*DATA SECTION*:
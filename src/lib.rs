//! Route `name=value` option strings to typed fields.
//!
//! A [`Dispatcher`] splits each raw token at its first separator and hands the
//! `(name, value)` pair to a handler. The handler picks a destination by name
//! and assigns it through the [`Coerce`] conversions, either by hand or through
//! an [`OptionTable`].
//!
//! ```
//! use optf::OptionTable;
//!
//! #[derive(Default)]
//! struct Settings {
//!     verbose: bool,
//!     ratio: f64,
//! }
//!
//! let table = OptionTable::new()
//!     .define("verbose", |s: &mut Settings| &mut s.verbose)
//!     .define("ratio", |s: &mut Settings| &mut s.ratio);
//!
//! let mut settings = Settings::default();
//! table.load(&mut settings, ["verbose=yes", "ratio=0.5"]).unwrap();
//! assert!(settings.verbose);
//! assert_eq!(settings.ratio, 0.5);
//! ```
use thiserror::Error;

mod coerce;
mod dispatch;
mod table;

pub use coerce::{define, object, stob, transform, try_transform, Coerce};
pub use dispatch::{dispatch, split_option, DispatchReport, Dispatcher, OptionPair, DEFAULT_SEPARATOR};
pub use table::OptionTable;

#[derive(Error, Debug, Clone, PartialEq, Eq)]
pub enum ConversionError {
    #[error("invalid {target} literal {value:?}")]
    InvalidLiteral { target: &'static str, value: String },
    #[error("{target} literal {value:?} is out of range")]
    OutOfRange { target: &'static str, value: String },
    #[error("cannot build value from {value:?}: {message}")]
    Custom { value: String, message: String },
}

#[derive(Error, Debug, Clone, PartialEq, Eq)]
pub enum OptionError {
    #[error("option `{name}`: {source}")]
    Conversion {
        name: String,
        #[source]
        source: ConversionError,
    },
    #[error("option `{name}` targets an object that has not been selected")]
    NoDestination { name: String },
}

impl OptionError {
    /// Name of the option that failed.
    pub fn name(&self) -> &str {
        match self {
            OptionError::Conversion { name, .. } | OptionError::NoDestination { name } => name,
        }
    }
}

*TASK OBJECTIVE*:
Go over the data and return every line that includes the word "ratio".

*ANSWER TO THE EXERCISE*:
//!     ratio: f64,
//!     .define("ratio", |s: &mut Settings| &mut s.ratio);
//! table.load(&mut settings, ["verbose=yes", "ratio=0.5"]).unwrap();
//! assert_eq!(settings.ratio, 0.5);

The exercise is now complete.